Mar 18, 201411:17 AMPoint of View
The METROPOLIS Blog
Q&A: Mike Rubin, on LAX's New Digitally-Enhanced Terminal
(page 2 of 2)
LGD: Fentress was the architect for the airport terminal, and you said the foundations were already in the ground. At this stage, how were you able to actually implement the program to be integral to the architecture?
MG: In designating where and how the media features would be incorporated, Marcela Sardi was key. With her firm, Sardi Design, we tracked where passengers had “dwell times.” The first major opportunity for a media feature was the space of the light well; this intermediary space connected the old terminal and the new terminal structure. All departing passengers crossed a bridge after clearing security, while arriving passengers came down a multi-level escalator after passing through passport control. This was an interesting space with people both coming and going. So this created an opportunity for a welcome wall, and at the same time, an experience sending someone off!! Sardi designed the Bon Voyage Wall and Welcome Wall to fit within the architecture so they would appear as seamless elements of the building.
Security guards stare at a media screen located on the entrance of the Great Hall.
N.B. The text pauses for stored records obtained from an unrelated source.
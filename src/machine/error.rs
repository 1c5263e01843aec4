//! Error types for machine operations.

use thiserror::Error;

use crate::Amount;
use crate::ledger::LedgerError;
use crate::model::SlotId;
use crate::payment::PaymentError;
use crate::slot::SlotError;

/// Top-level error returned by [`VendingMachine`](super::VendingMachine) operations.
#[derive(Debug, Clone, PartialEq, Eq, Error)]
pub enum MachineError {
    #[error("machine is out of service")]
    OutOfService,

    #[error("payment rejected: {0}")]
    Payment(#[from] PaymentError),

    #[error("selection failed: {0}")]
    Selection(#[from] SelectionError),

    #[error("dispense failed: {0}")]
    Dispense(#[from] DispenseError),

    #[error("{0}")]
    Slot(#[from] SlotError),

    #[error("{0}")]
    Ledger(#[from] LedgerError),

    #[error("balance {balance} cannot take {worth} more")]
    BalanceOverflow { balance: Amount, worth: Amount },
}

/// Error while selecting a slot.
#[derive(Debug, Clone, PartialEq, Eq, Error)]
pub enum SelectionError {
    #[error("request not confirmed")]
    NotConfirmed,
    #[error("slot {0} is sold out")]
    SlotSoldOut(SlotId),
}

/// Error while dispensing the selected item.
#[derive(Debug, Clone, PartialEq, Eq, Error)]
pub enum DispenseError {
    #[error("no confirmed selection")]
    NotConfirmed,
    #[error("slot {0} is sold out")]
    SlotSoldOut(SlotId),
    #[error("item not fully paid: price {price}, balance {balance}")]
    ItemNotFullyPaid { price: Amount, balance: Amount },
}
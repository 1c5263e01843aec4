use std::process::Command;

fn run(args: &[&str]) -> (String, String, bool) {
    let output = Command::new(env!("CARGO_BIN_EXE_vendcore"))
        .args(args.iter().map(|arg| arg.replace("@", "tests/fixtures/")))
        .env("RUST_LOG", "warn")
        .output()
        .expect("failed to run binary");

    let stdout = String::from_utf8_lossy(&output.stdout).to_string();
    let stderr = String::from_utf8_lossy(&output.stderr).to_string();
    (stdout, stderr, output.status.success())
}

#[test]
fn purchase_with_change() {
    let (stdout, stderr, success) = run(&["@purchase.csv", "@machine.yaml"]);

    assert!(success);
    assert!(stderr.is_empty(), "unexpected stderr: {stderr}");

    // 50.10 paid for 3.50: 2x20 + 6x1.00 + 2x0.25 + 1x0.10 handed back
    let lines: Vec<&str> = stdout.lines().collect();
    assert_eq!(
        lines,
        vec![
            "channel,worth,count",
            "note,50.00,1",
            "coin,1.00,14",
            "coin,0.25,18",
            "coin,0.10,20",
        ]
    );
}

#[test]
fn errors_warn_but_do_not_block() {
    let (stdout, stderr, success) = run(&["@with_errors.csv", "@machine.yaml"]);

    assert!(success);
    assert!(stderr.contains("unrecognized action"));
    assert!(stderr.contains("missing amount"));

    // the note pushed into the coin slot was rejected, the three coins paid
    let lines: Vec<&str> = stdout.lines().collect();
    assert_eq!(
        lines,
        vec![
            "channel,worth,count",
            "note,20.00,2",
            "coin,1.00,23",
            "coin,0.25,20",
            "coin,0.10,20",
        ]
    );
}

#[test]
fn cancel_refunds_with_default_config() {
    let (stdout, stderr, success) = run(&["@refund.csv"]);

    assert!(success);
    assert!(stderr.is_empty(), "unexpected stderr: {stderr}");
    assert_eq!(stdout.trim(), "channel,worth,count");
}

#[test]
fn missing_arguments_fail() {
    let (stdout, stderr, success) = run(&[]);

    assert!(!success);
    assert!(stdout.is_empty());
    assert!(stderr.contains("usage"));
}

#[test]
fn missing_config_fails() {
    let (_, stderr, success) = run(&["@purchase.csv", "@nope.yaml"]);

    assert!(!success);
    assert!(stderr.contains("failed to read config"));
}
//! Request-lifecycle core for the lookahead autocomplete widget.
//!
//! The [`SearchController`] turns keystrokes into debounced provider calls,
//! answers repeated queries from the [`QueryCache`], and only publishes a
//! response to the shared [`ResultStore`] while it still matches the live
//! query. Rendering lives elsewhere; this crate never touches a terminal.

pub mod cache;
pub mod config;
pub mod dismissal;
pub mod provider;
pub mod store;

mod controller;
mod error;

#[cfg(test)]
mod tests;

pub use cache::QueryCache;
pub use controller::{Continuation, SearchController, SearchStats};
pub use dismissal::{Bounds, DismissalWatcher, Visibility};
pub use error::{Error, ProviderError, Result};
pub use provider::{ResultList, ResultProvider};
pub use store::ResultStore;
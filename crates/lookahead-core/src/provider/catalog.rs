use super::{FailureInjector, Latency, ProviderFuture, ResultList, ResultProvider};
use crate::ProviderError;
use nucleo_matcher::pattern::{AtomKind, CaseMatching, Normalization, Pattern};
use nucleo_matcher::{Config, Matcher, Utf32Str};
use std::sync::Arc;
use tracing::debug;

/// Fuzzy lookup over a fixed word list, best match first.
#[derive(Debug)]
pub struct CatalogProvider {
    catalog: Arc<[String]>,
    max_results: usize,
    latency: Latency,
    failures: FailureInjector,
}

impl CatalogProvider {
    #[must_use]
    pub fn new(
        catalog: Vec<String>,
        max_results: usize,
        latency: Latency,
        failures: FailureInjector,
    ) -> Self {
        Self {
            catalog: catalog.into(),
            max_results,
            latency,
            failures,
        }
    }
}

impl ResultProvider for CatalogProvider {
    fn fetch(&self, query: String) -> ProviderFuture {
        let delay = self.latency.sample();
        let fails = self.failures.next_fails();
        let catalog = Arc::clone(&self.catalog);
        let limit = self.max_results;

        Box::pin(async move {
            tokio::time::sleep(delay).await;
            if fails {
                return Err(ProviderError::new(query, "simulated failure"));
            }
            Ok(fuzzy_match(&query, &catalog, limit))
        })
    }
}

/// Rank `catalog` entries against `query`; ties keep catalog order.
fn fuzzy_match(query: &str, catalog: &[String], limit: usize) -> ResultList {
    if query.is_empty() {
        return ResultList::new();
    }

    let mut matcher = Matcher::new(Config::DEFAULT);
    let pattern = Pattern::new(
        query,
        CaseMatching::Smart,
        Normalization::Smart,
        AtomKind::Fuzzy,
    );

    let mut buf = Vec::new();
    let mut scored: Vec<(&String, u32)> = catalog
        .iter()
        .filter_map(|entry| {
            let haystack = Utf32Str::new(entry, &mut buf);
            pattern
                .score(haystack, &mut matcher)
                .map(|score| (entry, score))
        })
        .collect();

    // stable sort keeps catalog order for equal scores
    scored.sort_by(|a, b| b.1.cmp(&a.1));
    scored.truncate(limit);

    debug!("Catalog match for '{}': {} hits", query, scored.len());

    scored.into_iter().map(|(entry, _)| entry.clone()).collect()
}
//! Session cache of provider responses keyed by the exact query text.
//!
//! Entries are never evicted. Growth is bounded only by the number of
//! distinct queries typed during a session.

use crate::provider::ResultList;
use std::collections::HashMap;

#[derive(Debug, Clone, Default)]
pub struct QueryCache {
    entries: HashMap<String, ResultList>,
}

impl QueryCache {
    #[must_use]
    pub fn new() -> Self {
        Self::default()
    }

    #[must_use]
    pub fn get(&self, query: &str) -> Option<&ResultList> {
        self.entries.get(query)
    }

    #[must_use]
    pub fn contains(&self, query: &str) -> bool {
        self.entries.contains_key(query)
    }

    /// Store `results` under `query`. Last write wins.
    pub fn set(&mut self, query: impl Into<String>, results: ResultList) {
        self.entries.insert(query.into(), results);
    }

    #[must_use]
    pub fn len(&self) -> usize {
        self.entries.len()
    }

    #[must_use]
    pub fn is_empty(&self) -> bool {
        self.entries.is_empty()
    }

    pub fn iter(&self) -> impl Iterator<Item = (&str, &ResultList)> {
        self.entries.iter().map(|(k, v)| (k.as_str(), v))
    }
}

#[cfg(test)]
mod tests {
    use super::*;
    use proptest::prelude::*;

    fn list(items: &[&str]) -> ResultList {
        items.iter().map(|s| (*s).to_string()).collect()
    }

    #[test]
    fn test_empty_cache_misses() {
        let cache = QueryCache::new();
        assert!(cache.is_empty());
        assert!(cache.get("abc").is_none());
        assert!(!cache.contains("abc"));
    }

    #[test]
    fn test_set_then_get() {
        let mut cache = QueryCache::new();
        cache.set("abc", list(&["x", "y"]));

        assert_eq!(cache.get("abc"), Some(&list(&["x", "y"])));
        assert!(cache.contains("abc"));
        assert_eq!(cache.len(), 1);
    }

    #[test]
    fn test_keys_are_exact() {
        let mut cache = QueryCache::new();
        cache.set("abc", list(&["x"]));

        assert!(cache.get("ABC").is_none());
        assert!(cache.get("abc ").is_none());
        assert!(cache.get("ab").is_none());
    }

    #[test]
    fn test_empty_list_is_a_hit() {
        let mut cache = QueryCache::new();
        cache.set("zzz", Vec::new());
        assert_eq!(cache.get("zzz"), Some(&Vec::new()));
    }

    #[test]
    fn test_last_write_wins() {
        let mut cache = QueryCache::new();
        cache.set("abc", list(&["old"]));
        cache.set("abc", list(&["new"]));

        assert_eq!(cache.len(), 1);
        assert_eq!(cache.get("abc"), Some(&list(&["new"])));
    }

    proptest! {
        #[test]
        fn prop_distinct_writes_are_all_retained(
            entries in proptest::collection::hash_map("[a-z]{1,8}", proptest::collection::vec("[a-z]{0,6}", 0..5), 0..32)
        ) {
            let mut cache = QueryCache::new();
            for (query, results) in &entries {
                cache.set(query.clone(), results.clone());
            }

            prop_assert_eq!(cache.len(), entries.len());
            for (query, results) in &entries {
                prop_assert_eq!(cache.get(query), Some(results));
            }
            prop_assert_eq!(cache.iter().count(), entries.len());
        }
    }
}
Another major opportunity was identified in the Great Hall, where there was an existing elevator planned. We realized this structure offered the opportunity for a central icon, an organizing element of the passenger experience. Every proposed media feature was intended to look like it was part of the architect’s original plans. So we proposed extending the elevator structure so it was visible across the extent of the Great Hall, which opened up the opportunity for the Time Tower, a digital medium inspired by the great clocks of the railroad stations, civic halls, and terminals of the past century. The extension of the elevator tower also enabled the creation of a public lounge n the otherwise inaccessible upper level of the terminal, adding another dimension to the passenger experience
The sweeping roof that came down on the west side of the main hall, opposite the tower, presented another opportunity to integrate a major media feature. We wanted to create a terminus. This would become the Story Board, something iconic and relative to LA. Storyboards are an integral part of the creative process in entertainment and film productions, and we saw an opportunity to create a three-dimensional expression symbolic of LA as a creative capital.
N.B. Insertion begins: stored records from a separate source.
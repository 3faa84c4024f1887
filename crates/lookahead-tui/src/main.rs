//! lookahead TUI - debounced autocomplete in the terminal.
//!
//! The left side hosts the autocomplete widget; the right side mirrors the
//! shared result store through its own subscription.

use anyhow::{Context, Result};
use clap::Parser;
use crossterm::{
    event::{DisableMouseCapture, EnableMouseCapture, EventStream},
    execute,
    terminal::{EnterAlternateScreen, LeaveAlternateScreen, disable_raw_mode, enable_raw_mode},
};
use futures_util::StreamExt;
use lookahead_core::config::{Config, Directories};
use lookahead_tui::app::App;
use lookahead_tui::headless::{build_controller, run_query};
use lookahead_tui::render::render_ui;
use ratatui::{Terminal, backend::CrosstermBackend};
use std::io;
use tracing_subscriber::{EnvFilter, fmt, prelude::*};

mod cli;

use cli::{Cli, Commands};

/// Set up logging with file output. TUI must log to file since it uses the terminal for display.
fn setup_logging(debug_flag: bool) {
    let level = if debug_flag || cfg!(debug_assertions) {
        "debug"
    } else {
        "warn"
    };

    let filter = EnvFilter::try_from_default_env().unwrap_or_else(|_| EnvFilter::new(level));

    let log_dir = std::env::temp_dir();
    let timestamp = chrono::Local::now().format("%Y%m%d_%H%M%S");
    let log_filename = format!("lookahead-tui-{timestamp}.log");

    #[cfg(unix)]
    {
        let symlink_path = log_dir.join("lookahead-tui.log");
        let _ = std::fs::remove_file(&symlink_path);
        let _ = std::os::unix::fs::symlink(log_dir.join(&log_filename), symlink_path);
    }

    let file_appender = tracing_appender::rolling::never(&log_dir, &log_filename);
    let (non_blocking, guard) = tracing_appender::non_blocking(file_appender);

    std::mem::forget(guard);

    tracing_subscriber::registry()
        .with(
            fmt::layer()
                .with_writer(non_blocking)
                .with_ansi(false)
                .with_target(true)
                .with_line_number(true),
        )
        .with(filter)
        .init();
}

fn load_config(cli: &Cli) -> Result<Config> {
    let path = match &cli.config {
        Some(path) => path.clone(),
        None => Directories::new()?.config_file,
    };
    let mut config =
        Config::load(&path).with_context(|| format!("loading {}", path.display()))?;
    cli.apply_overrides(&mut config);
    config.validate()?;
    tracing::debug!("Effective config: {:?}", config);
    Ok(config)
}

#[tokio::main]
async fn main() -> Result<()> {
    let cli = Cli::parse();

    setup_logging(cli.debug);

    let config = load_config(&cli)?;

    match cli.command {
        Some(Commands::Query { query }) => {
            let results = run_query(&config, &query).await?;
            println!("{}", serde_json::to_string_pretty(&results)?);
        }
        Some(Commands::Config) => println!("{}", serde_json::to_string_pretty(&config)?),
        Some(Commands::Tui) | None => run_tui(&config).await?,
    }

    Ok(())
}

async fn run_tui(config: &Config) -> Result<()> {
    enable_raw_mode()?;
    let mut stdout = io::stdout();
    execute!(stdout, EnterAlternateScreen, EnableMouseCapture)?;
    let backend = CrosstermBackend::new(stdout);
    let mut terminal = Terminal::new(backend)?;

    let result = event_loop(&mut terminal, config).await;

    disable_raw_mode()?;
    execute!(
        terminal.backend_mut(),
        LeaveAlternateScreen,
        DisableMouseCapture
    )?;
    terminal.show_cursor()?;

    result
}

async fn event_loop(
    terminal: &mut Terminal<CrosstermBackend<io::Stdout>>,
    config: &Config,
) -> Result<()> {
    let mut app = App::new(build_controller(config));
    let mut mirror = app.controller.store().subscribe();
    let mut event_stream = EventStream::new();
    let mut needs_render = true;

    loop {
        if needs_render {
            terminal.draw(|f| render_ui(f, &mut app))?;
            needs_render = false;
        }

        tokio::select! {
            Some(continuation) = app.controller.next_continuation() => {
                app.controller.handle(continuation);
                needs_render = true;
            }

            Ok(()) = mirror.changed() => {
                app.mirror = mirror.borrow_and_update().clone();
                needs_render = true;
            }

            Some(event_result) = event_stream.next() => {
                match event_result {
                    Ok(event) => needs_render |= app.handle_event(&event),
                    Err(e) => tracing::error!("Event stream error: {}", e),
                }
            }
        }

        if app.should_quit {
            break;
        }
    }

    Ok(())
}
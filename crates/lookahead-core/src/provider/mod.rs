//! Result providers: the asynchronous lookup behind the search box.
//!
//! Both built-in providers simulate a remote service. They sleep for a
//! random multiple of a latency step and can be told to fail every n-th
//! call, so the controller's race handling can be watched in action.

mod catalog;
mod sample;

pub use catalog::CatalogProvider;
pub use sample::{SAMPLE_ITEMS, SampleProvider};

use crate::ProviderError;
use crate::config::{ProviderConfig, ProviderKind};
use futures_util::future::BoxFuture;
use rand::Rng;
use std::sync::Arc;
use std::sync::atomic::{AtomicU32, Ordering};
use std::time::Duration;

/// Ordered items returned for one query
pub type ResultList = Vec<String>;

pub type ProviderFuture = BoxFuture<'static, Result<ResultList, ProviderError>>;

/// Asynchronous query → results lookup.
///
/// The returned future owns everything it needs so the controller can spawn
/// it and keep accepting keystrokes while it runs. Calls may resolve in any
/// order relative to issuance.
pub trait ResultProvider: Send + Sync {
    fn fetch(&self, query: String) -> ProviderFuture;
}

/// Build the provider selected by `config.kind`.
#[must_use]
pub fn from_config(config: &ProviderConfig) -> Arc<dyn ResultProvider> {
    let latency = Latency::new(
        Duration::from_millis(config.latency_step_ms),
        config.max_latency_steps,
    );
    let failures = FailureInjector::every(config.fail_every);

    match config.kind {
        ProviderKind::Sample => Arc::new(SampleProvider::new(
            config.prefix.clone(),
            latency,
            failures,
        )),
        ProviderKind::Catalog => Arc::new(CatalogProvider::new(
            config.catalog.clone(),
            config.max_results,
            latency,
            failures,
        )),
    }
}

/// Simulated round-trip time: `k * step` with `k` uniform in `1..=max_steps`.
#[derive(Debug, Clone, Copy, PartialEq, Eq)]
pub struct Latency {
    step: Duration,
    max_steps: u32,
}

impl Latency {
    #[must_use]
    pub fn new(step: Duration, max_steps: u32) -> Self {
        Self {
            step,
            max_steps: max_steps.max(1),
        }
    }

    #[must_use]
    pub fn fixed(delay: Duration) -> Self {
        Self::new(delay, 1)
    }

    #[must_use]
    pub fn sample(&self) -> Duration {
        let steps = rand::thread_rng().gen_range(1..=self.max_steps);
        self.step * steps
    }
}

/// Fails every n-th call (1-based). Zero never fails.
#[derive(Debug, Default)]
pub struct FailureInjector {
    every: u32,
    calls: AtomicU32,
}

impl FailureInjector {
    #[must_use]
    pub fn every(every: u32) -> Self {
        Self {
            every,
            calls: AtomicU32::new(0),
        }
    }

    #[must_use]
    pub fn never() -> Self {
        Self::every(0)
    }

    /// Count one call and report whether it should fail.
    pub fn next_fails(&self) -> bool {
        let call = self.calls.fetch_add(1, Ordering::Relaxed).wrapping_add(1);
        self.every != 0 && call % self.every == 0
    }
}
We also were challenged by the fact that the Story Board feature , which extended over 120 feet across the space, would be viewed from many different vantage points, with the entirety of the view blocked by retail stores and other architectural elements. This lead to the decision to design a truss supported array of displays which would play up the multiple view points, using the screens to express varuous vantage points in the same narrative or scene. Any story would be experienced in multiple ways depending on the itinerary of the passenger, a phenomenon similar to the way travel is experienced.
A media screen superimposed over the hall's elevator volume.
LGD: You have mentioned some of the physical challenges, but this is a public project, with many constituencies involved, how did you get their buy in?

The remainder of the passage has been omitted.